1. Traditional UGO permissions

UGO means:

u = user owner
g = group owner
o = others

Example:

chmod ugo+x script.sh

means:

Give execute permission to user, group, and others.

Another example:

chmod 777 file.txt

means:

Owner  = read + write + execute
Group  = read + write + execute
Others = read + write + execute

So 777 is very broad.
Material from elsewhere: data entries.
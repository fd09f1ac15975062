use std::time::Duration;

use job_planner::MaintenanceWindow;
use serde::Deserialize;

/// Every field named in §6's "Configuration" external interface, loaded
/// environment-first via `dotenvy` and layered with the `config` crate for
/// typed deserialization (§4.7's ambient-stack note).
#[derive(Debug, Clone, Deserialize)]
#[serde(default)]
pub struct HarnessConfig {
    pub deal_interval_seconds: i64,
    pub retrieval_interval_seconds: i64,
    pub retention_interval_seconds: i64,
    pub metrics_rollup_interval_seconds: i64,

    pub deal_start_offset_seconds: i64,
    pub retrieval_start_offset_seconds: i64,
    pub metrics_base_offset_seconds: i64,

    pub maintenance_windows_utc: Vec<String>,
    pub maintenance_window_minutes: i64,

    pub use_only_approved_providers: bool,
    pub enable_ipni_testing: bool,

    pub http2_request_timeout_ms: u64,
    pub http_request_timeout_ms: u64,
    pub connect_timeout_ms: u64,

    pub ipfs_block_fetch_concurrency: usize,

    pub pool_max: u32,

    pub database_url: String,
    pub log_filter: String,

    pub queue_name: String,
    pub max_attempts: i32,
    pub worker_concurrency: usize,

    pub wallet_address: String,
    pub metrics_addr: String,

    pub sp_refresh_interval_seconds: u64,
    pub planner_tick_interval_seconds: u64,
    pub sweep_interval_seconds: u64,

    pub size_classes_bytes: Vec<usize>,
}

impl Default for HarnessConfig {
    fn default() -> Self {
        Self {
            deal_interval_seconds: 3600,
            retrieval_interval_seconds: 3600,
            retention_interval_seconds: 3600,
            metrics_rollup_interval_seconds: 900,

            deal_start_offset_seconds: 0,
            retrieval_start_offset_seconds: 600,
            metrics_base_offset_seconds: 900,

            maintenance_windows_utc: Vec::new(),
            maintenance_window_minutes: 30,

            use_only_approved_providers: false,
            enable_ipni_testing: true,

            http2_request_timeout_ms: 45_000,
            http_request_timeout_ms: 30_000,
            connect_timeout_ms: 10_000,

            ipfs_block_fetch_concurrency: 6,

            pool_max: 10,

            database_url: String::new(),
            log_filter: "probe_harness=info".to_string(),

            queue_name: "probes".to_string(),
            max_attempts: 5,
            worker_concurrency: 8,

            wallet_address: "0xharness".to_string(),
            metrics_addr: "0.0.0.0:9100".to_string(),

            sp_refresh_interval_seconds: 300,
            planner_tick_interval_seconds: 5,
            sweep_interval_seconds: 30,

            size_classes_bytes: vec![4 * 1024, 256 * 1024, 4 * 1024 * 1024],
        }
    }
}

impl HarnessConfig {
    /// Load `.env` (if present) then layer environment variables over the
    /// defaults, per §6 and §4.7.
    pub fn load() -> Result<Self, config::ConfigError> {
        dotenvy::dotenv().ok();

        // `#[serde(default)]` on the struct falls back to `Self::default()`
        // for any field the environment doesn't set.
        let built = config::Config::builder()
            .add_source(config::Environment::default().separator("__"))
            .build()?;
        built.try_deserialize()
    }

    pub fn maintenance_windows(&self) -> Vec<MaintenanceWindow> {
        self.maintenance_windows_utc
            .iter()
            .filter_map(|hhmm| MaintenanceWindow::parse(hhmm, self.maintenance_window_minutes))
            .collect()
    }

    pub fn connect_timeout(&self) -> Duration {
        Duration::from_millis(self.connect_timeout_ms)
    }

    pub fn http_request_timeout(&self) -> Duration {
        Duration::from_millis(self.http_request_timeout_ms)
    }

    pub fn http2_request_timeout(&self) -> Duration {
        Duration::from_millis(self.http2_request_timeout_ms)
    }

    /// Whole-pipeline deadline for the upload probe, per §4.3: "a
    /// whole-pipeline deadline equal to `dealIntervalSeconds - buffer`."
    pub fn deal_deadline(&self) -> Duration {
        const BUFFER_SECONDS: i64 = 30;
        Duration::from_secs((self.deal_interval_seconds - BUFFER_SECONDS).max(1) as u64)
    }

    /// Deadline for one retrieval test, mirroring `deal_deadline`'s buffer
    /// convention against `retrievalIntervalSeconds`.
    pub fn retrieval_deadline(&self) -> Duration {
        const BUFFER_SECONDS: i64 = 10;
        Duration::from_secs((self.retrieval_interval_seconds - BUFFER_SECONDS).max(1) as u64)
    }
}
It gives everyone full access.

r = 4
w = 2
x = 1

7 = 4 + 2 + 1 = rwx

So:

777 = rwxrwxrwx

This is usually not safe, especially for shared systems.


2. ACL permissions

ACL means Access Control List.

ACL lets you give permission to specific extra users or groups, without changing the main owner/group/others permissions.

Example:

setfacl -m u:john:rwx project.txt

This gives user john read, write, and execute permission on project.txt.

Check ACL:

getfacl project.txt

Remove John’s ACL:

setfacl -x u:john project.txt

Main difference

FeatureUGO / chmodACL / setfacl
Basic permission systemYesExtended permission system
Controls owner, group, othersYesYes, but with extra rules
Give permission to one specific extra userLimitedYes
Good for simple permissionsYesYes
Good for complex/shared accessNot idealBetter
Examplechmod 755 filesetfacl -m u:john:rwx file

Example situation

Suppose you have this file:

ls -l report.txt

Output:

-rw------- 1 sayed sayed report.txt

Only sayed can read and write.

Now you want only john to also read it.

Bad approach:

chmod 777 report.txt

This gives everyone full access.

Better approach:

setfacl -m u:john:r report.txt

This gives only John read permission.


Simple summary

chmod / UGO = basic permissions for owner, group, and everyone else.
ACL = extra detailed permissions for specific users or groups.

Use chmod 777 only in rare testing situations. For real systems, ACL is safer when you want to give access to one specific user or group.